Choosing the best of the thumbnails, work out a value sketch in a bit more detail. Refine your idea.

Then do a color study, not full size, just work out the mixtures and exact hues and textures you'll want in the final painting.

Scale that up to your full planned size and wow... all of a sudden the first page in that Stillman and Birn Beta watercolor journal has a gorgeous watercolor or acrylic landscape on it. Your first pastel painting on sanded paper has depth and richness, it's a worthy painting. You look like a better artist than you really are.

Or rather, your skills shine at their best, because the really good artists out there are going through all those preliminaries when they do the knockout contest entry paintings that left you feeling so awed. They have sketchbooks with thumbnails in them. They have notans that were not worthy. They did color studies that came out ghastly and drew things misproportioned and goofed up putting in a cloud that looks like a horse when they didn't want a surreal flying horse fantasy painting.

Or they got that by accident in the color study and decided having a horse materialize out of a cloud would be a lovely spiritual or fantasy painting, ran with it and used the idea the mistake gave them. Mistakes are serendipity. Every stage of the process of breaking in your new supplies will teach you more about using them until your first piece with them is not only your best painting, it's better than you even thought you could do.

Reality Checks always trump the New Supply Freeze.

There's a reason it cost that much. That's care in its preparation, finer milling, greater pigment load, more expensive valuable pigments, unique effects that only that brand has in its proprietary chemistry and methods. The good news for self indulgent hobbyists who buy the best is that they will learn faster and consistently get better results.

High quality art supplies pay for themselves, including with shorter learning curves.

If you're a beginner starting watercolor, choose a smaller palette of colors and get expensive artist grade paint. It's stronger. You'll find out the small tube of artist grade paint will thin out and cover a larger area than the big tube of cheap student paint. You'll get effects with it that don't work as well with the student grade paints too.

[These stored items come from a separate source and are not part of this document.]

//! Bearer credential model plus the wire types of the credential-grant exchange.

// self
use crate::{_prelude::*, auth::secret::SecretString};

/// Safety margin subtracted from the expiry instant when deciding refreshes.
///
/// Absorbs clock skew between client and token endpoint as well as the latency
/// of requests already in flight when the check runs.
pub const REFRESH_MARGIN: Duration = Duration::minutes(5);

/// Grant type sent in every credential exchange.
pub const GRANT_TYPE_CLIENT_CREDENTIALS: &str = "client_credentials";

/// Errors produced while turning a token endpoint response into a [`Credential`].
#[derive(Clone, Debug, PartialEq, Eq, ThisError)]
pub enum CredentialError {
	/// Token endpoint returned a zero or negative `expires_in`.
	#[error("The expires_in value must be positive.")]
	NonPositiveExpiresIn,
}

/// Bearer credential currently held by a client.
///
/// Lives only in process memory; replaced wholesale on every refresh and never
/// persisted anywhere.
#[derive(Clone)]
pub struct Credential {
	/// Access token secret; callers must avoid logging it.
	pub access_token: SecretString,
	/// Token type reported by the endpoint, normally `bearer`.
	pub token_type: String,
	/// Instant the grant response was received.
	pub issued_at: OffsetDateTime,
	/// Expiry instant derived from `issued_at` plus the granted `expires_in`.
	pub expires_at: OffsetDateTime,
}
impl Credential {
	/// Builds a credential from a grant response received at `issued_at`.
	pub fn from_grant(
		grant: TokenGrantResponse,
		issued_at: OffsetDateTime,
	) -> Result<Self, CredentialError> {
		if grant.expires_in <= 0 {
			return Err(CredentialError::NonPositiveExpiresIn);
		}

		Ok(Self {
			access_token: SecretString::new(grant.access_token),
			token_type: grant.token_type,
			issued_at,
			expires_at: issued_at + Duration::seconds(grant.expires_in),
		})
	}

	/// Returns `true` once `now` reaches the refresh threshold (expiry minus margin).
	pub fn needs_refresh_at(&self, now: OffsetDateTime) -> bool {
		now >= self.expires_at - REFRESH_MARGIN
	}

	/// Returns `true` once the credential has fully expired at `now`.
	pub fn is_expired_at(&self, now: OffsetDateTime) -> bool {
		now >= self.expires_at
	}
}
impl Debug for Credential {
	fn fmt(&self, f: &mut Formatter) -> FmtResult {
		f.debug_struct("Credential")
			.field("access_token", &"<redacted>")
			.field("token_type", &self.token_type)
			.field("issued_at", &self.issued_at)
			.field("expires_at", &self.expires_at)
			.finish()
	}
}

/// Wire body of the credential-grant exchange request.
#[derive(Debug, Serialize)]
pub(crate) struct TokenGrantRequest<'a> {
	pub client_id: &'a str,
	pub client_secret: &'a str,
	pub grant_type: &'a str,
}

/// Wire body returned by the token endpoint.
#[derive(Debug, Deserialize)]
pub struct TokenGrantResponse {
	/// Issued access token value.
	pub access_token: String,
	/// Lifetime of the token in seconds; must be positive.
	pub expires_in: i64,
	/// Token type, normally `bearer`.
	pub token_type: String,
}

My example is my first test with Derwent ArtBars. That is not actually a painting under the color chart. It's an idea for a painting, a quick color study done with Derwent ArtBars where I tested dry over dry color mixing and then washed it, tested wet in wet color mixing, swiped a wet brush over the watersoluble sticks to see how it handles as paint, did all sorts of things with it. Because I worked over some of the tests they're not as neatly organized as the examples I'll use in my review of the product. Because I just made up some of the rocks, they don't look as good as they would have if I'd set out some pebbles on my desk to sketch them from life.

It doesn't matter. That page let me find out how to handle my Derwent ArtBars and thus when I do the final version of ArtBar examples, they'll make more sense to my art supply review readers. That one was for me. The sticks aren't virgin any more and have now joined my sketch supplies. I will probably do more muted mixtures in the good example painting that I create for the review - but this one has the necessary mistakes to make my review illustrations look more professional.

Enjoy your new supplies. Just play with them and don't take the playful results that seriously - your first real painting with them will thank you for all the preliminaries.